Amplification of bacterial DNA does not distinguish patients with ascitic fluid infection from those colonized by bacteria.

Objective: To evaluate 16S ribosomal RNA (rRNA) gene amplification to diagnose spontaneous bacterial peritonitis (SBP).

Methods: According to a retrospective protocol, 31 patients with portal hypertensive ascites (serum to ascites albumin gradient > or = 1.1 g/dL) were studied. Ascitic fluid was analyzed as follows: Gram stain, aerobic and anaerobic cultures, polymorphonuclear cell count, and biochemical tests. Bacterial DNA was detected by polymerase chain reaction.
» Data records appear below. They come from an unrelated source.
//! Argument parsing helpers.

use clientvault_core::RecordKind;
use uuid::Uuid;

use crate::errors::CliError;

pub fn parse_record_id(value: &str) -> anyhow::Result<Uuid> {
    Uuid::parse_str(value.trim())
        .map_err(|_| CliError::invalid_input(format!("Invalid record ID: {}", value)).into())
}

pub fn parse_record_kind(value: &str) -> anyhow::Result<RecordKind> {
    value.parse::<RecordKind>().map_err(|_| {
        let known = RecordKind::ALL
            .iter()
            .map(|kind| kind.as_str())
            .collect::<Vec<_>>()
            .join(", ");
        CliError::invalid_input(format!(
            "Unknown record kind '{}'. Expected one of: {}",
            value, known
        ))
        .into()
    })
}
//! SQLite storage backend.
//!
//! Holds key metadata and sealed records in a single SQLite file. Byte
//! columns (salt, IVs, ciphertext) are stored as standard Base64 text, the
//! same encoding they use on the wire. Nothing stored here can be read
//! without the user's passphrase.

mod row;

use std::path::{Path, PathBuf};
use std::sync::{Mutex, MutexGuard};

use chrono::{SecondsFormat, Utc};
use rusqlite::{params, Connection, ErrorCode, OptionalExtension};
use uuid::Uuid;

use crate::crypto::{encoding, EncryptedPayload, KeyMetadata, Salt};
use crate::error::{Result, VaultError};
use crate::records::{EncryptedRecord, NewRecord, RecordKind};
use crate::storage::traits::{KeyMetadataStore, RecordStore};

use row::{RecordRow, RECORD_COLUMNS};

/// Schema version written to the `meta` table.
pub const FORMAT_VERSION: &str = "1";

const SCHEMA: &str = r#"
    CREATE TABLE IF NOT EXISTS meta (
        key TEXT PRIMARY KEY,
        value TEXT NOT NULL
    );

    CREATE TABLE IF NOT EXISTS key_metadata (
        user_id TEXT PRIMARY KEY,
        encryption_key_salt TEXT NOT NULL,
        encryption_test_iv TEXT NOT NULL,
        encrypted_test_data TEXT NOT NULL,
        created_at TEXT NOT NULL
    );

    CREATE TABLE IF NOT EXISTS records (
        id TEXT PRIMARY KEY,
        user_id TEXT NOT NULL,
        kind TEXT NOT NULL,
        encrypted_data TEXT NOT NULL,
        iv TEXT NOT NULL,
        -- Per-record salt from old clients; read only
        salt TEXT,
        created_at TEXT NOT NULL,
        updated_at TEXT NOT NULL,

        FOREIGN KEY(user_id) REFERENCES key_metadata(user_id)
    );

    CREATE INDEX IF NOT EXISTS idx_records_user_kind
        ON records(user_id, kind, created_at);
"#;

/// SQLite-backed key metadata and record store.
pub struct SqliteStore {
    path: Option<PathBuf>,
    conn: Mutex<Connection>,
}

impl SqliteStore {
    /// Create a new store file and initialize its schema.
    ///
    /// # Errors
    ///
    /// Returns `VaultError::Storage` if the file already exists.
    pub fn create(path: &Path) -> Result<Self> {
        if path.exists() {
            return Err(VaultError::Storage(format!(
                "Store file already exists: {}",
                path.display()
            )));
        }

        let conn = Connection::open(path)?;
        let store = Self::initialize(conn, Some(path.to_path_buf()))?;
        tracing::debug!(path = %path.display(), "created store");
        Ok(store)
    }

    /// Open an existing store file.
    ///
    /// # Errors
    ///
    /// Returns `VaultError::NotFound` if the file does not exist, or
    /// `VaultError::Storage` if it is not a Client Vault store.
    pub fn open(path: &Path) -> Result<Self> {
        if !path.exists() {
            return Err(VaultError::NotFound(format!(
                "Store file not found: {}",
                path.display()
            )));
        }

        let conn = Connection::open(path)?;
        conn.execute_batch("PRAGMA foreign_keys = ON;")?;

        let version: Option<String> = conn
            .query_row(
                "SELECT value FROM meta WHERE key = 'format_version'",
                [],
                |row| row.get(0),
            )
            .optional()
            .map_err(|e| VaultError::Storage(format!("Not a Client Vault store: {}", e)))?;
        match version.as_deref() {
            Some(FORMAT_VERSION) => {}
            Some(other) => {
                return Err(VaultError::Storage(format!(
                    "Unsupported store format version {}",
                    other
                )))
            }
            None => {
                return Err(VaultError::Storage(
                    "Not a Client Vault store: missing format version".to_string(),
                ))
            }
        }

        tracing::debug!(path = %path.display(), "opened store");
        Ok(Self {
            path: Some(path.to_path_buf()),
            conn: Mutex::new(conn),
        })
    }

    /// Create a throwaway in-memory store.
    pub fn open_in_memory() -> Result<Self> {
        Self::initialize(Connection::open_in_memory()?, None)
    }

    /// Path of the backing file, if any.
    pub fn path(&self) -> Option<&Path> {
        self.path.as_deref()
    }

    pub fn format_version(&self) -> Result<String> {
        let conn = self.lock_conn()?;
        let version = conn.query_row(
            "SELECT value FROM meta WHERE key = 'format_version'",
            [],
            |row| row.get(0),
        )?;
        Ok(version)
    }

    fn initialize(conn: Connection, path: Option<PathBuf>) -> Result<Self> {
        conn.execute_batch("PRAGMA foreign_keys = ON;")?;
        conn.execute_batch(SCHEMA)?;
        conn.execute(
            "INSERT OR IGNORE INTO meta (key, value) VALUES ('format_version', ?)",
            [FORMAT_VERSION],
        )?;
        conn.execute(
            "INSERT OR IGNORE INTO meta (key, value) VALUES ('created_at', ?)",
            [timestamp()],
        )?;

        Ok(Self {
            path,
            conn: Mutex::new(conn),
        })
    }

    /// Lock the database connection, returning an error if the mutex is poisoned.
    fn lock_conn(&self) -> Result<MutexGuard<'_, Connection>> {
        self.conn
            .lock()
            .map_err(|_| VaultError::Storage("SQLite connection poisoned".to_string()))
    }
}

impl KeyMetadataStore for SqliteStore {
    fn get_key_metadata(&self, user_id: &str) -> Result<Option<KeyMetadata>> {
        let conn = self.lock_conn()?;

        let row = conn
            .query_row(
                r#"
                SELECT encryption_key_salt, encryption_test_iv, encrypted_test_data
                FROM key_metadata
                WHERE user_id = ?
                "#,
                [user_id],
                |row| {
                    Ok((
                        row.get::<_, String>(0)?,
                        row.get::<_, String>(1)?,
                        row.get::<_, String>(2)?,
                    ))
                },
            )
            .optional()?;

        match row {
            Some((salt, iv, marker)) => Ok(Some(KeyMetadata {
                salt: Salt::from_base64(&salt)?,
                iv: encoding::decode(&iv)?,
                encrypted_marker: encoding::decode(&marker)?,
            })),
            None => Ok(None),
        }
    }

    fn set_key_metadata(&self, user_id: &str, metadata: &KeyMetadata) -> Result<()> {
        let conn = self.lock_conn()?;

        // Insert-only: the primary key refuses a second setup atomically.
        let result = conn.execute(
            r#"
            INSERT INTO key_metadata
                (user_id, encryption_key_salt, encryption_test_iv, encrypted_test_data, created_at)
            VALUES (?, ?, ?, ?, ?)
            "#,
            params![
                user_id,
                metadata.salt.to_base64(),
                encoding::encode(&metadata.iv),
                encoding::encode(&metadata.encrypted_marker),
                timestamp(),
            ],
        );

        match result {
            Ok(_) => Ok(()),
            Err(rusqlite::Error::SqliteFailure(err, _))
                if err.code == ErrorCode::ConstraintViolation =>
            {
                Err(VaultError::Conflict(format!(
                    "Encryption key already set for user '{}'",
                    user_id
                )))
            }
            Err(e) => Err(e.into()),
        }
    }
}

impl RecordStore for SqliteStore {
    fn insert_record(&self, record: &NewRecord) -> Result<Uuid> {
        let conn = self.lock_conn()?;

        let id = Uuid::new_v4();
        let now = timestamp();
        let result = conn.execute(
            r#"
            INSERT INTO records (id, user_id, kind, encrypted_data, iv, created_at, updated_at)
            VALUES (?, ?, ?, ?, ?, ?, ?)
            "#,
            params![
                id.to_string(),
                record.user_id,
                record.kind.as_str(),
                encoding::encode(&record.payload.ciphertext),
                encoding::encode(&record.payload.iv),
                now,
                now,
            ],
        );

        match result {
            Ok(_) => {
                tracing::debug!(record_id = %id, kind = %record.kind, "inserted record");
                Ok(id)
            }
            Err(rusqlite::Error::SqliteFailure(err, _))
                if err.code == ErrorCode::ConstraintViolation =>
            {
                Err(VaultError::NotSetUp)
            }
            Err(e) => Err(e.into()),
        }
    }

    fn update_record(&self, user_id: &str, id: &Uuid, payload: &EncryptedPayload) -> Result<()> {
        let conn = self.lock_conn()?;

        let changed = conn.execute(
            r#"
            UPDATE records
            SET encrypted_data = ?, iv = ?, salt = NULL, updated_at = ?
            WHERE id = ? AND user_id = ?
            "#,
            params![
                encoding::encode(&payload.ciphertext),
                encoding::encode(&payload.iv),
                timestamp(),
                id.to_string(),
                user_id,
            ],
        )?;

        if changed == 0 {
            return Err(VaultError::NotFound(format!("Record {}", id)));
        }
        tracing::debug!(record_id = %id, "updated record");
        Ok(())
    }

    fn delete_record(&self, user_id: &str, id: &Uuid) -> Result<()> {
        let conn = self.lock_conn()?;

        let changed = conn.execute(
            "DELETE FROM records WHERE id = ? AND user_id = ?",
            params![id.to_string(), user_id],
        )?;

        if changed == 0 {
            return Err(VaultError::NotFound(format!("Record {}", id)));
        }
        tracing::debug!(record_id = %id, "deleted record");
        Ok(())
    }

    fn get_record(&self, user_id: &str, id: &Uuid) -> Result<Option<EncryptedRecord>> {
        let conn = self.lock_conn()?;

        let row = conn
            .query_row(
                &format!(
                    "SELECT {} FROM records WHERE id = ? AND user_id = ?",
                    RECORD_COLUMNS
                ),
                params![id.to_string(), user_id],
                RecordRow::from_row,
            )
            .optional()?;

        row.map(EncryptedRecord::try_from).transpose()
    }

    fn list_records(
        &self,
        user_id: &str,
        kind: Option<RecordKind>,
    ) -> Result<Vec<EncryptedRecord>> {
        let conn = self.lock_conn()?;

        let mut stmt = conn.prepare(&format!(
            r#"
            SELECT {}
            FROM records
            WHERE user_id = ?1 AND (?2 IS NULL OR kind = ?2)
            ORDER BY created_at DESC, rowid DESC
            "#,
            RECORD_COLUMNS
        ))?;

        let rows = stmt.query_map(
            params![user_id, kind.map(|k| k.as_str())],
            RecordRow::from_row,
        )?;

        // A row with an unparseable id, kind or timestamp is skipped so the
        // rest of the listing still loads.
        let mut records = Vec::new();
        for row in rows {
            let row = row?;
            let row_id = row.id.clone();
            match EncryptedRecord::try_from(row) {
                Ok(record) => records.push(record),
                Err(err) => tracing::warn!(
                    record_id = %row_id,
                    error = %err,
                    "skipping unreadable record row"
                ),
            }
        }

        Ok(records)
    }
}

/// Fixed-width RFC 3339 so text order matches time order.
fn timestamp() -> String {
    Utc::now().to_rfc3339_opts(SecondsFormat::Micros, true)
}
Results: There were 8 episodes of SBP and 4 episodes of bacterascites (BA). Culture was positive in 4 of 8 cases of SBP and bacterial DNA was positive in 7 of 8 cases of SBP. Bacterial DNA was positive in 3 of 4 cases of BA and in 8 of 28 cases of culture-negative non-neutrocytic ascites (CNNNA). The PELD score, serum to albumin ascites gradient, and mortality showed no statistical difference between patients with CNNNA and the result of the bacterial DNA analysis.

Conclusions: Although the 16S rRNA gene amplification was better than culture to diagnose SBP, bacterial DNA does not seem to allow a distinction between ascites infection and ascites colonization.